Samsung Galaxy S III is taking innovation to another league but how big is its potential market?

Today, Samsung introduced the third generation of its flagship smartphone brand, the Galaxy S III. The phone will be branded as the official 2012 Olympics phone. This device belongs to the super-phone category of smartphones which also includes HTC One X, the forthcoming iPhone 5 and LG Optimus 2X. According to Informa Telecoms & Media, the super-phone market will generate above 50 million units in terms of sales by the end of 2012. Galaxy S III will certainly enable Samsung to reinforce its position as the leading vendor in this market. It will also enable the South Korean consumer electronics giant to maintain its leadership as the dominant Android manufacturer, with an estimated one-third market share by end of 2012.

 

Galaxy S III comes with a unique combination of the highest possible set of hardware and functionalities in the market so far. These include a 4.8” super AMOLED screen, an in-house built quadcore processor, 1GB of RAM, 8MP back camera, 2MP front camera for video recording, up to 64 GB of Flash storage, a micro SD extension, NFC, MHL/DLNA/WiFi/Bluetooth/GPS/FM connectivities, 2100mAh battery, and is filled with a number of sensors for advanced input/output recognition experience. All these goodies are packed in an impressive 136.6×70.6×8.6 mm and 133g form factor. The phone comes in two variants; one addressing HSPA+ market and another with an additional LTE connectivity targeting spectrum bands deployed in the USA, Japan, and Korea. The phone will also support an advanced and cloud based voice recognition through Samsung’s Svoice solution, something similar to Apple’s SIRI platform.

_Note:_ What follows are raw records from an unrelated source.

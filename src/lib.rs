pub mod app;
pub mod auth;
pub mod config;
pub mod db;
pub mod errors;
pub mod external;
pub mod jobs;
pub mod logging;
pub mod models;
pub mod routes;
pub mod services;
pub mod state;
pub mod store;
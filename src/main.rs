use std::sync::Arc;

use anyhow::Context;
use sqlx::postgres::PgPoolOptions;
use tokio::net::TcpListener;

use rwa_price_backend::app;
use rwa_price_backend::config::{AppConfig, StoreKind};
use rwa_price_backend::external::coingecko::CoinGeckoSource;
use rwa_price_backend::external::price_source::PriceSource;
use rwa_price_backend::logging::{init_logging, LoggingConfig};
use rwa_price_backend::services::job_scheduler_service::{JobContext, JobSchedulerService};
use rwa_price_backend::state::AppState;
use rwa_price_backend::store::{MemoryPriceStore, PgPriceStore, PriceStore};

#[tokio::main]
async fn main() -> anyhow::Result<()> {
    dotenvy::dotenv().ok();

    // Initialize logging FIRST
    init_logging(LoggingConfig::from_env())
        .map_err(|e| anyhow::anyhow!("failed to initialize logging: {}", e))?;

    let config = AppConfig::from_env().context("invalid configuration")?;

    let store: Arc<dyn PriceStore> = match config.store {
        StoreKind::Postgres => {
            let database_url = config
                .database_url
                .as_deref()
                .context("DATABASE_URL must be set")?;
            let pool = PgPoolOptions::new()
                .max_connections(config.database_max_connections)
                .connect(database_url)
                .await
                .context("failed to connect to database")?;

            sqlx::migrate!("./migrations")
                .run(&pool)
                .await
                .context("failed to run migrations")?;

            tracing::info!("🗄️ Using Postgres price store");
            Arc::new(PgPriceStore::new(pool))
        }
        StoreKind::Memory => {
            tracing::warn!("🧪 Using in-memory price store; data is lost on restart");
            Arc::new(MemoryPriceStore::new())
        }
    };

    tracing::info!(
        "📊 Price source: {} ({} symbols)",
        config.source.base_url,
        config.source.symbols.len()
    );
    let price_source: Arc<dyn PriceSource> = Arc::new(CoinGeckoSource::new(config.source.clone()));

    if config.auth.session_secret.is_none() {
        tracing::warn!("SESSION_SECRET is not set; POST /api/chart-data will reject every request");
    }
    if config.auth.script_api_key.is_none() {
        tracing::warn!("SCRIPT_API_KEY is not set; POST /api/script/update-prices will reject every request");
    }

    // Held for the lifetime of the server so scheduled jobs keep running
    let mut scheduler = match config.sync_cron.as_deref() {
        Some(schedule) => {
            let mut scheduler = JobSchedulerService::new(JobContext {
                store: store.clone(),
                price_source: price_source.clone(),
                defaults: config.defaults.clone(),
            })
            .await?;
            scheduler.start(schedule).await?;
            Some(scheduler)
        }
        None => None,
    };

    let state = AppState {
        store,
        price_source,
        auth: Arc::new(config.auth.clone()),
        defaults: config.defaults.clone(),
    };
    let app = app::create_app(state);

    let listener = TcpListener::bind(&config.bind_addr)
        .await
        .with_context(|| format!("failed to bind {}", config.bind_addr))?;
    tracing::info!("🚀 RWA price backend running at http://{}/", config.bind_addr);

    axum::serve(listener, app)
        .with_graceful_shutdown(shutdown_signal())
        .await?;

    if let Some(scheduler) = scheduler.as_mut() {
        scheduler.stop().await?;
    }

    Ok(())
}

async fn shutdown_signal() {
    if let Err(e) = tokio::signal::ctrl_c().await {
        tracing::error!("Failed to listen for shutdown signal: {}", e);
        std::future::pending::<()>().await;
    }
    tracing::info!("Shutting down");
}
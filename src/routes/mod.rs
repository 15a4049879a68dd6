pub(crate) mod body;
pub(crate) mod chart_data;
pub(crate) mod health;
pub(crate) mod price_feed;
pub(crate) mod script;
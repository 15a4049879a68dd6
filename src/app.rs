use axum::Router;
use tower_http::cors::CorsLayer;
use tower_http::trace::TraceLayer;

use crate::routes::{chart_data, health, price_feed, script};
use crate::state::AppState;

pub fn create_app(state: AppState) -> Router {
    Router::<AppState>::new()
        .nest("/health", health::router())
        .nest("/api/price-feed", price_feed::router())
        .nest("/api/chart-data", chart_data::router())
        .nest("/api/script", script::router())
        .layer(TraceLayer::new_for_http())
        .layer(CorsLayer::permissive())
        .with_state(state)
}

Hardware has been always a key differentiator for Samsung devices, so this not what makes this phone attractive in terms of innovation. But what is unique about this phone is the level of intelligence Samsung has created around its embedded features and sensors which takes smartphone innovation into another league. The device’s features are capable of communicating with each other and sharing information, enabling it to react intuitively and automatically to an action taken by the user. For example, the phone can recognise a face in a picture taken with the camera and will associate it with a contact saved in the address book. The phone will then automatically save the picture in a relevant file (e.g. family, friends, colleagues), tag it, and suggest you should upload it to facebook or Twitter. The phone also comes with a number of innovative features inherited from Galaxy Note, including animated applications and real-time updated widgets in the home-screen (e.g. wallpaper, photo gallery, favourite video, weather, Twitter, Facebook, email, etc.).

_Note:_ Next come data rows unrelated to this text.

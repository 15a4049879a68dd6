use std::collections::HashMap;
use std::net::SocketAddr;

use thiserror::Error;

use crate::models::{SymbolPair, Timeframe};

#[derive(Debug, Error)]
pub enum ConfigError {
    #[error("{0} must be set")]
    Missing(&'static str),

    #[error("invalid value for {name}: {reason}")]
    Invalid { name: &'static str, reason: String },
}

#[derive(Debug, Clone, Copy, PartialEq, Eq)]
pub enum StoreKind {
    Postgres,
    Memory,
}

/// Lookup tables for the external charting endpoint. Built once at startup and
/// handed to the client.
#[derive(Debug, Clone)]
pub struct PriceSourceConfig {
    pub base_url: String,
    /// Upper-case ticker -> source coin id.
    pub symbols: HashMap<String, String>,
    pub periods: HashMap<Timeframe, String>,
}

impl PriceSourceConfig {
    pub const DEFAULT_BASE_URL: &'static str = "https://www.coingecko.com/price_charts";
    pub const DEFAULT_SYMBOLS: &'static str = "IDRX=idrx,USDT=tether,USDC=usd-coin";
    const SHORTEST_PERIOD: &'static str = "24_hours";

    pub fn default_periods() -> HashMap<Timeframe, String> {
        [
            (Timeframe::OneDay, "24_hours"),
            (Timeframe::OneWeek, "7_days"),
            (Timeframe::OneMonth, "30_days"),
            (Timeframe::ThreeMonths, "90_days"),
            (Timeframe::OneYear, "365_days"),
            (Timeframe::All, "max"),
        ]
        .into_iter()
        .map(|(tf, period)| (tf, period.to_string()))
        .collect()
    }

    pub fn coin_id(&self, symbol: &str) -> Option<&str> {
        self.symbols.get(&symbol.trim().to_uppercase()).map(String::as_str)
    }

    /// Period token for a timeframe. Anything missing from the table falls back
    /// to the shortest period.
    pub fn period(&self, timeframe: Timeframe) -> &str {
        self.periods
            .get(&timeframe)
            .or_else(|| self.periods.get(&Timeframe::OneDay))
            .map(String::as_str)
            .unwrap_or(Self::SHORTEST_PERIOD)
    }
}

impl Default for PriceSourceConfig {
    fn default() -> Self {
        Self {
            base_url: Self::DEFAULT_BASE_URL.to_string(),
            // The default table is a literal and always parses.
            symbols: parse_symbol_map(Self::DEFAULT_SYMBOLS).unwrap_or_default(),
            periods: Self::default_periods(),
        }
    }
}

/// Pair synced and priced when a request or the scheduled job names nothing.
#[derive(Debug, Clone)]
pub struct PriceFeedDefaults {
    pub symbol: SymbolPair,
    pub base: String,
    pub target: String,
}

impl Default for PriceFeedDefaults {
    fn default() -> Self {
        Self {
            symbol: SymbolPair::new("IDRX", "USD"),
            base: "USD".to_string(),
            target: "IDR".to_string(),
        }
    }
}

#[derive(Clone)]
pub struct AuthConfig {
    pub session_secret: Option<String>,
    pub script_api_key: Option<String>,
}

// Secrets stay out of Debug output.
impl std::fmt::Debug for AuthConfig {
    fn fmt(&self, f: &mut std::fmt::Formatter<'_>) -> std::fmt::Result {
        f.debug_struct("AuthConfig")
            .field("session_secret", &self.session_secret.as_ref().map(|_| "<redacted>"))
            .field("script_api_key", &self.script_api_key.as_ref().map(|_| "<redacted>"))
            .finish()
    }
}

#[derive(Debug, Clone)]
pub struct AppConfig {
    pub store: StoreKind,
    pub database_url: Option<String>,
    pub database_max_connections: u32,
    pub bind_addr: SocketAddr,
    pub auth: AuthConfig,
    pub source: PriceSourceConfig,
    pub defaults: PriceFeedDefaults,
    pub sync_cron: Option<String>,
}

impl AppConfig {
    pub fn from_env() -> Result<Self, ConfigError> {
        Self::from_lookup(|key| std::env::var(key).ok())
    }

    /// Builds the config from an arbitrary key lookup so it can be tested
    /// without touching the process environment.
    pub fn from_lookup<F>(lookup: F) -> Result<Self, ConfigError>
    where
        F: Fn(&str) -> Option<String>,
    {
        let var = |key: &str| lookup(key).filter(|v| !v.trim().is_empty());

        let store = match var("PRICE_STORE").unwrap_or_else(|| "postgres".to_string()).to_lowercase().as_str() {
            "postgres" => StoreKind::Postgres,
            "memory" => StoreKind::Memory,
            other => {
                return Err(ConfigError::Invalid {
                    name: "PRICE_STORE",
                    reason: format!("'{}' is not 'postgres' or 'memory'", other),
                })
            }
        };

        let database_url = var("DATABASE_URL");
        if store == StoreKind::Postgres && database_url.is_none() {
            return Err(ConfigError::Missing("DATABASE_URL"));
        }

        let database_max_connections = match var("DATABASE_MAX_CONNECTIONS") {
            Some(v) => v.parse::<u32>().map_err(|e| ConfigError::Invalid {
                name: "DATABASE_MAX_CONNECTIONS",
                reason: e.to_string(),
            })?,
            None => 10,
        };

        let bind_addr = var("BIND_ADDR")
            .unwrap_or_else(|| "0.0.0.0:3000".to_string())
            .parse::<SocketAddr>()
            .map_err(|e| ConfigError::Invalid {
                name: "BIND_ADDR",
                reason: e.to_string(),
            })?;

        let base_url = var("PRICE_SOURCE_URL")
            .unwrap_or_else(|| PriceSourceConfig::DEFAULT_BASE_URL.to_string());
        url::Url::parse(&base_url).map_err(|e| ConfigError::Invalid {
            name: "PRICE_SOURCE_URL",
            reason: e.to_string(),
        })?;

        let symbols = parse_symbol_map(
            &var("PRICE_SOURCE_SYMBOLS").unwrap_or_else(|| PriceSourceConfig::DEFAULT_SYMBOLS.to_string()),
        )?;

        let defaults = PriceFeedDefaults {
            symbol: var("PRICE_FEED_SYMBOL")
                .unwrap_or_else(|| "IDRX/USD".to_string())
                .parse::<SymbolPair>()
                .map_err(|reason| ConfigError::Invalid { name: "PRICE_FEED_SYMBOL", reason })?,
            base: var("PRICE_FEED_BASE").unwrap_or_else(|| "USD".to_string()).to_uppercase(),
            target: var("PRICE_FEED_TARGET").unwrap_or_else(|| "IDR".to_string()).to_uppercase(),
        };

        Ok(Self {
            store,
            database_url,
            database_max_connections,
            bind_addr,
            auth: AuthConfig {
                session_secret: var("SESSION_SECRET"),
                script_api_key: var("SCRIPT_API_KEY"),
            },
            source: PriceSourceConfig {
                base_url: base_url.trim_end_matches('/').to_string(),
                symbols,
                periods: PriceSourceConfig::default_periods(),
            },
            defaults,
            sync_cron: var("PRICE_SYNC_CRON"),
        })
    }
}

/// Parses `SYMBOL=coin-id` pairs separated by commas.
fn parse_symbol_map(raw: &str) -> Result<HashMap<String, String>, ConfigError> {
    raw.split(',')
        .map(str::trim)
        .filter(|entry| !entry.is_empty())
        .map(|entry| match entry.split_once('=') {
            Some((symbol, id)) if !symbol.trim().is_empty() && !id.trim().is_empty() => {
                Ok((symbol.trim().to_uppercase(), id.trim().to_string()))
            }
            _ => Err(ConfigError::Invalid {
                name: "PRICE_SOURCE_SYMBOLS",
                reason: format!("expected SYMBOL=id, got '{}'", entry),
            }),
        })
        .collect()
}

#[cfg(test)]
mod tests {
    use super::*;

    fn lookup(pairs: &[(&str, &str)]) -> impl Fn(&str) -> Option<String> {
        let map: HashMap<String, String> = pairs
            .iter()
            .map(|(k, v)| (k.to_string(), v.to_string()))
            .collect();
        move |key: &str| map.get(key).cloned()
    }

    #[test]
    fn test_memory_store_needs_no_database() {
        let config = AppConfig::from_lookup(lookup(&[("PRICE_STORE", "memory")])).unwrap();
        assert_eq!(config.store, StoreKind::Memory);
        assert_eq!(config.bind_addr.port(), 3000);
        assert_eq!(config.defaults.symbol.to_string(), "IDRX/USD");
        assert_eq!(config.source.coin_id("idrx"), Some("idrx"));
        assert!(config.sync_cron.is_none());
    }

    #[test]
    fn test_postgres_requires_database_url() {
        let err = AppConfig::from_lookup(lookup(&[])).unwrap_err();
        assert!(matches!(err, ConfigError::Missing("DATABASE_URL")));
    }

    #[test]
    fn test_rejects_bad_values() {
        assert!(AppConfig::from_lookup(lookup(&[("PRICE_STORE", "redis")])).is_err());
        assert!(AppConfig::from_lookup(lookup(&[
            ("PRICE_STORE", "memory"),
            ("PRICE_SOURCE_SYMBOLS", "IDRX"),
        ]))
        .is_err());
        assert!(AppConfig::from_lookup(lookup(&[
            ("PRICE_STORE", "memory"),
            ("PRICE_FEED_SYMBOL", "IDRX"),
        ]))
        .is_err());
    }

    #[test]
    fn test_custom_symbols_replace_defaults() {
        let config = AppConfig::from_lookup(lookup(&[
            ("PRICE_STORE", "memory"),
            ("PRICE_SOURCE_SYMBOLS", "btc=bitcoin, eth=ethereum"),
        ]))
        .unwrap();
        assert_eq!(config.source.coin_id("BTC"), Some("bitcoin"));
        assert_eq!(config.source.coin_id("ETH"), Some("ethereum"));
        assert_eq!(config.source.coin_id("IDRX"), None);
    }

    #[test]
    fn test_period_falls_back_to_shortest() {
        let mut source = PriceSourceConfig::default();
        assert_eq!(source.period(Timeframe::All), "max");

        source.periods.remove(&Timeframe::ThreeMonths);
        assert_eq!(source.period(Timeframe::ThreeMonths), "24_hours");

        source.periods.clear();
        assert_eq!(source.period(Timeframe::OneYear), "24_hours");
    }

    #[test]
    fn test_auth_debug_redacts_secrets() {
        let auth = AuthConfig {
            session_secret: Some("s3cret".into()),
            script_api_key: Some("k3y".into()),
        };
        let printed = format!("{:?}", auth);
        assert!(!printed.contains("s3cret"));
        assert!(!printed.contains("k3y"));
    }
}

While the Galaxy S III will be highly desirable for enthusiastic and advanced users, Samsung will have to build on the already popular Galaxy brand and push it hard to various distribution channels before the iPhone 5 is launched. However, Samsung will find it hard to convince and educate the typical mobile phone user to adopt and use all the advanced experiences enabled by this phone. In this specific segment, Samsung Galaxy S III is unlikely to meet with great success, at least in the early stages after launch.

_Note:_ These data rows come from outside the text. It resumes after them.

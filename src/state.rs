use std::sync::Arc;

use crate::config::{AuthConfig, PriceFeedDefaults};
use crate::external::price_source::PriceSource;
use crate::store::PriceStore;

#[derive(Clone)]
pub struct AppState {
    pub store: Arc<dyn PriceStore>,
    pub price_source: Arc<dyn PriceSource>,
    pub auth: Arc<AuthConfig>,
    pub defaults: PriceFeedDefaults,
}
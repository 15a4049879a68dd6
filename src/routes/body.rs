use axum::async_trait;
use axum::body::Bytes;
use axum::extract::{FromRequest, Request};
use axum::http::header::CONTENT_TYPE;
use axum::http::HeaderMap;
use axum::Json;
use serde::de::DeserializeOwned;

use crate::errors::AppError;

/// JSON body that may be left out entirely.
///
/// An empty (or whitespace-only) body yields `None` so the handler can fall
/// back to its defaults. A body that is present but has the wrong content
/// type or does not deserialize is rejected with 400.
#[derive(Debug)]
pub struct OptionalJson<T>(pub Option<T>);

#[async_trait]
impl<T, S> FromRequest<S> for OptionalJson<T>
where
    T: DeserializeOwned,
    S: Send + Sync,
{
    type Rejection = AppError;

    async fn from_request(req: Request, state: &S) -> Result<Self, Self::Rejection> {
        let json_content = is_json_content_type(req.headers());
        let bytes = Bytes::from_request(req, state)
            .await
            .map_err(|e| AppError::Validation(e.body_text()))?;

        if bytes.iter().all(u8::is_ascii_whitespace) {
            return Ok(OptionalJson(None));
        }
        if !json_content {
            return Err(AppError::Validation(
                "Expected request with `Content-Type: application/json`".to_string(),
            ));
        }

        let Json(value) = Json::<T>::from_bytes(&bytes).map_err(|e| AppError::Validation(e.body_text()))?;
        Ok(OptionalJson(Some(value)))
    }
}

fn is_json_content_type(headers: &HeaderMap) -> bool {
    let Some(content_type) = headers.get(CONTENT_TYPE).and_then(|v| v.to_str().ok()) else {
        return false;
    };
    let essence = content_type.split(';').next().unwrap_or_default().trim();
    essence.eq_ignore_ascii_case("application/json")
        || (essence.len() > 5 && essence[essence.len() - 5..].eq_ignore_ascii_case("+json"))
}
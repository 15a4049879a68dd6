use chrono::{DateTime, NaiveDate, Utc};
use serde::{Deserialize, Serialize};
use sqlx::FromRow;
use uuid::Uuid;

// Exchange rate for one (base, target) pair. Created on first upsert and
// updated in place afterwards.
#[derive(Debug, Clone, Serialize, Deserialize, FromRow)]
pub struct PriceFeedRecord {
    pub id: Uuid,
    pub base: String,
    pub target: String,
    pub rate: f64,
    pub amount: i32,
    pub date: NaiveDate,
    pub created_at: DateTime<Utc>,
    pub updated_at: DateTime<Utc>,
}

/// Values written by a price feed upsert.
#[derive(Debug, Clone)]
pub struct UpsertPriceFeed {
    pub base: String,
    pub target: String,
    pub rate: f64,
    pub date: NaiveDate,
}

impl UpsertPriceFeed {
    pub const AMOUNT: i32 = 1;
}

/// Read view returned by `GET /api/price-feed`.
///
/// `base_to_target` is the stored rate; `target_to_base` is its reciprocal,
/// computed at read time and never stored.
#[derive(Debug, Clone, Serialize, Deserialize)]
pub struct PriceFeedView {
    #[serde(flatten)]
    pub record: PriceFeedRecord,
    pub base_to_target: f64,
    pub target_to_base: f64,
}

impl From<PriceFeedRecord> for PriceFeedView {
    fn from(record: PriceFeedRecord) -> Self {
        let base_to_target = record.rate;
        Self {
            target_to_base: 1.0 / base_to_target,
            base_to_target,
            record,
        }
    }
}

/// Response of `POST /api/price-feed`.
///
/// `target_to_base` carries the raw `1D` close the rate was derived from,
/// not the reciprocal of the stored rate.
#[derive(Debug, Clone, Serialize, Deserialize)]
pub struct RecomputedPriceFeed {
    pub price_feed: PriceFeedRecord,
    pub source_symbol: String,
    pub source_timestamp: i64,
    pub base_to_target: f64,
    pub target_to_base: f64,
}

#[derive(Debug, Clone, Deserialize)]
pub struct PriceFeedQuery {
    pub base: String,
    pub target: String,
}

#[derive(Debug, Clone, Default, Deserialize)]
pub struct RecomputePriceFeedRequest {
    pub base: Option<String>,
    pub target: Option<String>,
    pub symbol: Option<String>,
}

The casing of the Galaxy S III is another weakness, based as it is on the usual plastic casing found in most of Samsung’s phones, which doesn’t do justice to the device’s impressive features. Samsung needs to learn from the likes of Nokia and Apple which use high-quality materials and the best designs for casing their premium devices.

Galaxy S III could, potentially, also cannibalize sales of some of its popular smartphones including Galaxy Note, Galaxy S II, and Galaxy Nexus. Therefore, Samsung will have to come up with a well-structured price segmentation, where Galaxy S III addresses the premium price points while the existing Galaxy devices enter the lower price points to widen the audience of the overall Galaxy brand.